● **ABOUT THIS EXERCISE**
The whole listing below is to be repeated without alteration.

● **DATA IN THIS EXERCISE**
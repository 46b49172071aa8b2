pub use crate::config::*;

use chrono::NaiveDate;

/// A builder for the observations of a single context: one official result
/// of one round, or one hypothesis of one poll.
///
/// All the candidates added share the metadata of the context.
///
/// ```
/// use chrono::NaiveDate;
/// use election_series::builder::ContextBuilder;
/// use election_series::{PoliticalFamily, SeriesError};
///
/// let date = NaiveDate::from_ymd_opt(2022, 4, 8).unwrap();
/// let observations = ContextBuilder::poll("presidentielle_2022", "presidentielle", 1, date, "ifop-0408", None)?
///     .add_candidate("Marine LE PEN", &["RN"], PoliticalFamily::FarRight, 23.5, 0)
///     .add_candidate("Emmanuel MACRON", &["RENAISSANCE"], PoliticalFamily::Centre, 26.0, 0)
///     .build();
///
/// assert_eq!(observations.len(), 2);
/// # Ok::<(), SeriesError>(())
/// ```
pub struct ContextBuilder {
    pub(crate) _template: Observation,
    pub(crate) _observations: Vec<Observation>,
}

impl ContextBuilder {
    /// Starts the observations of an official result.
    pub fn result(
        election_id: &str,
        election_type: &str,
        round: u8,
        date: NaiveDate,
    ) -> Result<ContextBuilder, SeriesError> {
        ContextBuilder::new(ObservationKind::Result, election_id, election_type, round, date, None)
    }

    /// Starts the observations of one hypothesis of a poll.
    pub fn poll(
        election_id: &str,
        election_type: &str,
        round: u8,
        date: NaiveDate,
        poll_id: &str,
        hypothesis: Option<&str>,
    ) -> Result<ContextBuilder, SeriesError> {
        let ctx = PollContext {
            poll_id: poll_id.to_string(),
            hypothesis: hypothesis.map(|h| h.to_string()),
        };
        ContextBuilder::new(
            ObservationKind::Poll,
            election_id,
            election_type,
            round,
            date,
            Some(ctx),
        )
    }

    fn new(
        kind: ObservationKind,
        election_id: &str,
        election_type: &str,
        round: u8,
        date: NaiveDate,
        poll_context: Option<PollContext>,
    ) -> Result<ContextBuilder, SeriesError> {
        if round != 1 && round != 2 {
            return Err(SeriesError::invalid_query(format!(
                "round must be 1 or 2, got {}",
                round
            )));
        }
        Ok(ContextBuilder {
            _template: Observation {
                kind,
                election_id: election_id.to_string(),
                election_type: election_type.to_string(),
                round,
                date,
                candidate_name: String::new(),
                affiliated_parties: Default::default(),
                political_family: PoliticalFamily::Other,
                geographic_level: GeographicLevel::National,
                city: String::new(),
                percentage_of_expressed: 0.0,
                amount: 0,
                poll_context,
            },
            _observations: Vec::new(),
        })
    }

    /// Moves the context to the municipal level of the given city.
    pub fn municipal(self, city: &str) -> ContextBuilder {
        let mut template = self._template;
        template.geographic_level = GeographicLevel::Municipal;
        template.city = city.to_string();
        ContextBuilder {
            _template: template,
            _observations: self._observations,
        }
    }

    /// Adds the share of one candidate.
    ///
    /// parties: the labels the candidate is affiliated with. Duplicates are
    /// merged and the order does not matter.
    pub fn add_candidate<S: AsRef<str>>(
        mut self,
        name: &str,
        parties: &[S],
        family: PoliticalFamily,
        percentage_of_expressed: f64,
        amount: u64,
    ) -> ContextBuilder {
        let mut obs = self._template.clone();
        obs.candidate_name = name.to_string();
        obs.affiliated_parties = parties.iter().map(|p| p.as_ref().to_string()).collect();
        obs.political_family = family;
        obs.percentage_of_expressed = percentage_of_expressed;
        obs.amount = amount;
        self._observations.push(obs);
        self
    }

    pub fn build(self) -> Vec<Observation> {
        self._observations
    }
}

● **RESULT OF THE TASK**
repository 46b49172071aa8b2
pub use crate::config::*;

use chrono::NaiveDate;

/// A builder for the observations of a single context: one official result
/// of one round, or one hypothesis of one poll.
///
/// All the candidates added share the metadata of the context.
///
/// ```
/// use chrono::NaiveDate;
/// use election_series::builder::ContextBuilder;
/// use election_series::{PoliticalFamily, SeriesError};
///
/// let date = NaiveDate::from_ymd_opt(2022, 4, 8).unwrap();
/// let observations = ContextBuilder::poll("presidentielle_2022", "presidentielle", 1, date, "ifop-0408", None)?
///     .add_candidate("Marine LE PEN", &["RN"], PoliticalFamily::FarRight, 23.5, 0)
///     .add_candidate("Emmanuel MACRON", &["RENAISSANCE"], PoliticalFamily::Centre, 26.0, 0)
///     .build();
///
/// assert_eq!(observations.len(), 2);
/// # Ok::<(), SeriesError>(())
/// ```
pub struct ContextBuilder {
    pub(crate) _template: Observation,
    pub(crate) _observations: Vec<Observation>,
}

impl ContextBuilder {
    /// Starts the observations of an official result.
    pub fn result(
        election_id: &str,
        election_type: &str,
        round: u8,
        date: NaiveDate,
    ) -> Result<ContextBuilder, SeriesError> {
        ContextBuilder::new(ObservationKind::Result, election_id, election_type, round, date, None)
    }

    /// Starts the observations of one hypothesis of a poll.
    pub fn poll(
        election_id: &str,
        election_type: &str,
        round: u8,
        date: NaiveDate,
        poll_id: &str,
        hypothesis: Option<&str>,
    ) -> Result<ContextBuilder, SeriesError> {
        let ctx = PollContext {
            poll_id: poll_id.to_string(),
            hypothesis: hypothesis.map(|h| h.to_string()),
        };
        ContextBuilder::new(
            ObservationKind::Poll,
            election_id,
            election_type,
            round,
            date,
            Some(ctx),
        )
    }

    fn new(
        kind: ObservationKind,
        election_id: &str,
        election_type: &str,
        round: u8,
        date: NaiveDate,
        poll_context: Option<PollContext>,
    ) -> Result<ContextBuilder, SeriesError> {
        if round != 1 && round != 2 {
            return Err(SeriesError::invalid_query(format!(
                "round must be 1 or 2, got {}",
                round
            )));
        }
        Ok(ContextBuilder {
            _template: Observation {
                kind,
                election_id: election_id.to_string(),
                election_type: election_type.to_string(),
                round,
                date,
                candidate_name: String::new(),
                affiliated_parties: Default::default(),
                political_family: PoliticalFamily::Other,
                geographic_level: GeographicLevel::National,
                city: String::new(),
                percentage_of_expressed: 0.0,
                amount: 0,
                poll_context,
            },
            _observations: Vec::new(),
        })
    }

    /// Moves the context to the municipal level of the given city.
    pub fn municipal(self, city: &str) -> ContextBuilder {
        let mut template = self._template;
        template.geographic_level = GeographicLevel::Municipal;
        template.city = city.to_string();
        ContextBuilder {
            _template: template,
            _observations: self._observations,
        }
    }

    /// Adds the share of one candidate.
    ///
    /// parties: the labels the candidate is affiliated with. Duplicates are
    /// merged and the order does not matter.
    pub fn add_candidate<S: AsRef<str>>(
        mut self,
        name: &str,
        parties: &[S],
        family: PoliticalFamily,
        percentage_of_expressed: f64,
        amount: u64,
    ) -> ContextBuilder {
        let mut obs = self._template.clone();
        obs.candidate_name = name.to_string();
        obs.affiliated_parties = parties.iter().map(|p| p.as_ref().to_string()).collect();
        obs.political_family = family;
        obs.percentage_of_expressed = percentage_of_expressed;
        obs.amount = amount;
        self._observations.push(obs);
        self
    }

    pub fn build(self) -> Vec<Observation> {
        self._observations
    }
}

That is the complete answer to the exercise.